//! Flat key/value translation
//!
//! Translation is a plain key lookup: no plural rules, no interpolation.
//! Components that need display text receive a [`Translator`] explicitly.

use std::collections::HashMap;

use crate::error::CoreError;

/// Resolves a translation key to display text
pub trait Translator: Send + Sync {
    /// Returns the text for `key`, or the key itself when it is unknown
    fn translate(&self, key: &str) -> String;
}

/// Translation keys of the twelve month labels, January first
pub const MONTH_KEYS: [&str; 12] = [
    "month.1", "month.2", "month.3", "month.4", "month.5", "month.6",
    "month.7", "month.8", "month.9", "month.10", "month.11", "month.12",
];

const ENGLISH: &[(&str, &str)] = &[
    ("month.1", "January"),
    ("month.2", "February"),
    ("month.3", "March"),
    ("month.4", "April"),
    ("month.5", "May"),
    ("month.6", "June"),
    ("month.7", "July"),
    ("month.8", "August"),
    ("month.9", "September"),
    ("month.10", "October"),
    ("month.11", "November"),
    ("month.12", "December"),
    ("receipt.error.invalid_lease_date", "The lease date is not a valid dd/mm/yyyy date"),
    ("receipt.error.price_not_found", "No price is defined for this period"),
    ("receipt.error.negative_amount", "The amount cannot be negative"),
    ("receipt.error.unknown_field", "This field cannot be edited"),
    ("receipt.error.amount_out_of_range", "The amounts of this month are too large"),
    ("receipt.error.month_out_of_range", "This month does not exist"),
    ("receipt.error.line_out_of_range", "This payment line does not exist"),
];

const FRENCH: &[(&str, &str)] = &[
    ("month.1", "Janvier"),
    ("month.2", "Février"),
    ("month.3", "Mars"),
    ("month.4", "Avril"),
    ("month.5", "Mai"),
    ("month.6", "Juin"),
    ("month.7", "Juillet"),
    ("month.8", "Août"),
    ("month.9", "Septembre"),
    ("month.10", "Octobre"),
    ("month.11", "Novembre"),
    ("month.12", "Décembre"),
    ("receipt.error.invalid_lease_date", "La date du bail n'est pas au format jj/mm/aaaa"),
    ("receipt.error.price_not_found", "Aucun prix n'est défini pour cette période"),
    ("receipt.error.negative_amount", "Le montant ne peut pas être négatif"),
    ("receipt.error.unknown_field", "Ce champ ne peut pas être modifié"),
    ("receipt.error.amount_out_of_range", "Les montants de ce mois sont trop élevés"),
    ("receipt.error.month_out_of_range", "Ce mois n'existe pas"),
    ("receipt.error.line_out_of_range", "Cette ligne de paiement n'existe pas"),
];

/// A translator backed by a single flat map
#[derive(Debug, Clone, Default)]
pub struct FlatTranslator {
    entries: HashMap<String, String>,
}

impl FlatTranslator {
    pub fn new(entries: HashMap<String, String>) -> Self {
        Self { entries }
    }

    /// Returns the catalog bundled for `locale` (`en` or `fr`)
    pub fn builtin(locale: &str) -> Option<Self> {
        let table = match locale {
            "en" => ENGLISH,
            "fr" => FRENCH,
            _ => return None,
        };
        Some(Self::from_pairs(table))
    }

    /// Loads a catalog from a flat JSON object of string values
    pub fn from_json(json: &str) -> Result<Self, CoreError> {
        let entries: HashMap<String, String> = serde_json::from_str(json)
            .map_err(|e| CoreError::Configuration(format!("translation catalog: {}", e)))?;
        Ok(Self { entries })
    }

    fn from_pairs(pairs: &[(&str, &str)]) -> Self {
        Self {
            entries: pairs
                .iter()
                .map(|(k, v)| (k.to_string(), v.to_string()))
                .collect(),
        }
    }

    /// Adds or replaces an entry
    pub fn with_entry(mut self, key: impl Into<String>, value: impl Into<String>) -> Self {
        self.entries.insert(key.into(), value.into());
        self
    }
}

impl Translator for FlatTranslator {
    fn translate(&self, key: &str) -> String {
        self.entries
            .get(key)
            .cloned()
            .unwrap_or_else(|| key.to_string())
    }
}

/// Resolves the twelve month labels, January first
pub fn month_labels(translator: &dyn Translator) -> [String; 12] {
    MONTH_KEYS.map(|key| translator.translate(key))
}
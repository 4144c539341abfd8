//! Bearer-token authentication
//!
//! Tokens are HS256 JWTs issued by the identity provider and signed with
//! the shared `jwt_secret`.

use chrono::{Duration, Utc};
use jsonwebtoken::errors::ErrorKind;
use jsonwebtoken::{decode, encode, DecodingKey, EncodingKey, Header, Validation};
use serde::{Deserialize, Serialize};
use thiserror::Error;

/// JWT claims
#[derive(Debug, Clone, Serialize, Deserialize)]
pub struct Claims {
    /// Subject (user ID)
    pub sub: String,
    #[serde(default)]
    pub roles: Vec<String>,
    /// Expiration timestamp
    pub exp: i64,
    /// Issued at timestamp
    pub iat: i64,
}

/// Auth errors
#[derive(Debug, Error)]
pub enum AuthError {
    #[error("Invalid token")]
    InvalidToken,
    #[error("Token expired")]
    TokenExpired,
}

/// Signs a token for `user_id` valid for `expiration_secs`
pub fn create_token(
    user_id: &str,
    roles: Vec<String>,
    secret: &str,
    expiration_secs: u64,
) -> Result<String, AuthError> {
    let now = Utc::now();
    let exp = now + Duration::seconds(expiration_secs as i64);

    let claims = Claims {
        sub: user_id.to_string(),
        roles,
        exp: exp.timestamp(),
        iat: now.timestamp(),
    };

    encode(
        &Header::default(),
        &claims,
        &EncodingKey::from_secret(secret.as_bytes()),
    )
    .map_err(|_| AuthError::InvalidToken)
}

/// Verifies signature and expiry of a token
pub fn validate_token(token: &str, secret: &str) -> Result<Claims, AuthError> {
    let token_data = decode::<Claims>(
        token,
        &DecodingKey::from_secret(secret.as_bytes()),
        &Validation::default(),
    )
    .map_err(|e| match e.kind() {
        ErrorKind::ExpiredSignature => AuthError::TokenExpired,
        _ => AuthError::InvalidToken,
    })?;

    Ok(token_data.claims)
}
//! Lease dates and calendar months
//!
//! Lease dates are exchanged as text in `dd/mm/yyyy` form. Pricing and the
//! receipt ledger work at month granularity, so most comparisons go through
//! [`YearMonth`].

use chrono::{Datelike, NaiveDate};
use serde::{Deserialize, Serialize};
use std::fmt;
use thiserror::Error;

/// Textual format of every lease date
pub const LEASE_DATE_FORMAT: &str = "%d/%m/%Y";

/// Errors related to temporal operations
#[derive(Debug, Error, PartialEq, Eq)]
pub enum TemporalError {
    #[error("Invalid date '{0}': expected dd/mm/yyyy")]
    InvalidDate(String),

    #[error("Month {0} is outside 1..=12")]
    MonthOutOfRange(u32),

    #[error("Invalid period: start {start} must not be after end {end}")]
    InvalidPeriod {
        start: String,
        end: String,
    },
}

/// Parses a `dd/mm/yyyy` lease date
pub fn parse_lease_date(input: &str) -> Result<NaiveDate, TemporalError> {
    NaiveDate::parse_from_str(input.trim(), LEASE_DATE_FORMAT)
        .map_err(|_| TemporalError::InvalidDate(input.to_string()))
}

/// Formats a date as `dd/mm/yyyy`
pub fn format_lease_date(date: NaiveDate) -> String {
    date.format(LEASE_DATE_FORMAT).to_string()
}

/// A calendar month of a given year
///
/// Ordering is chronological: year first, then month.
#[derive(Debug, Clone, Copy, PartialEq, Eq, PartialOrd, Ord, Hash, Serialize, Deserialize)]
pub struct YearMonth {
    year: i32,
    month: u32,
}

impl YearMonth {
    /// Creates a year-month, validating the month ordinal
    pub fn new(year: i32, month: u32) -> Result<Self, TemporalError> {
        if !(1..=12).contains(&month) {
            return Err(TemporalError::MonthOutOfRange(month));
        }
        Ok(Self { year, month })
    }

    /// The year-month a date falls in
    pub fn of(date: NaiveDate) -> Self {
        Self {
            year: date.year(),
            month: date.month(),
        }
    }

    pub fn year(&self) -> i32 {
        self.year
    }

    pub fn month(&self) -> u32 {
        self.month
    }

    /// Returns the following month, rolling over into the next year
    pub fn next(&self) -> Self {
        if self.month == 12 {
            Self { year: self.year + 1, month: 1 }
        } else {
            Self { year: self.year, month: self.month + 1 }
        }
    }

    /// Iterates the twelve months of a year, January first
    pub fn months_of(year: i32) -> impl Iterator<Item = YearMonth> {
        (1..=12).map(move |month| YearMonth { year, month })
    }
}

impl fmt::Display for YearMonth {
    fn fmt(&self, f: &mut fmt::Formatter<'_>) -> fmt::Result {
        write!(f, "{:02}/{}", self.month, self.year)
    }
}

/// The occupancy period of a lease
///
/// `end` is inclusive; `None` means the lease runs indefinitely.
#[derive(Debug, Clone, Copy, PartialEq, Eq, Serialize, Deserialize)]
pub struct LeasePeriod {
    pub start: NaiveDate,
    pub end: Option<NaiveDate>,
}

impl LeasePeriod {
    /// Creates a lease period, rejecting an end before the start
    pub fn new(start: NaiveDate, end: Option<NaiveDate>) -> Result<Self, TemporalError> {
        if let Some(end) = end {
            if end < start {
                return Err(TemporalError::InvalidPeriod {
                    start: format_lease_date(start),
                    end: format_lease_date(end),
                });
            }
        }
        Ok(Self { start, end })
    }

    /// Parses a lease period from its textual dates
    pub fn parse(start: &str, end: Option<&str>) -> Result<Self, TemporalError> {
        let start = parse_lease_date(start)?;
        let end = end
            .filter(|e| !e.trim().is_empty())
            .map(parse_lease_date)
            .transpose()?;
        Self::new(start, end)
    }

    /// Month the lease starts in
    pub fn start_month(&self) -> YearMonth {
        YearMonth::of(self.start)
    }

    /// Returns true if the date falls within the lease
    pub fn contains(&self, date: NaiveDate) -> bool {
        date >= self.start && self.end.map_or(true, |end| date <= end)
    }

    pub fn is_open_ended(&self) -> bool {
        self.end.is_none()
    }
}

- Work required -
Go through the listing and copy each line with the string "bool".

- Your solution -
    pub fn contains(&self, date: NaiveDate) -> bool {
    pub fn is_open_ended(&self) -> bool {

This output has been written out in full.